▶ [Exercise details] Within the records below, how many lines contain "vertex"? The answer is that number alone.

▶ [Provided information]
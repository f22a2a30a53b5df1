//! WebGPU rendering of the pointer trail overlay
//!
//! `shapes` tessellates particles into pixel-space triangles; `pipeline`
//! uploads them and draws onto a transparent canvas above the page.

pub mod pipeline;
pub mod shapes;
pub mod vertex;

pub use pipeline::{RenderError, TrailRenderState};
pub use vertex::Vertex;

▶ [Answer to the exercise] 2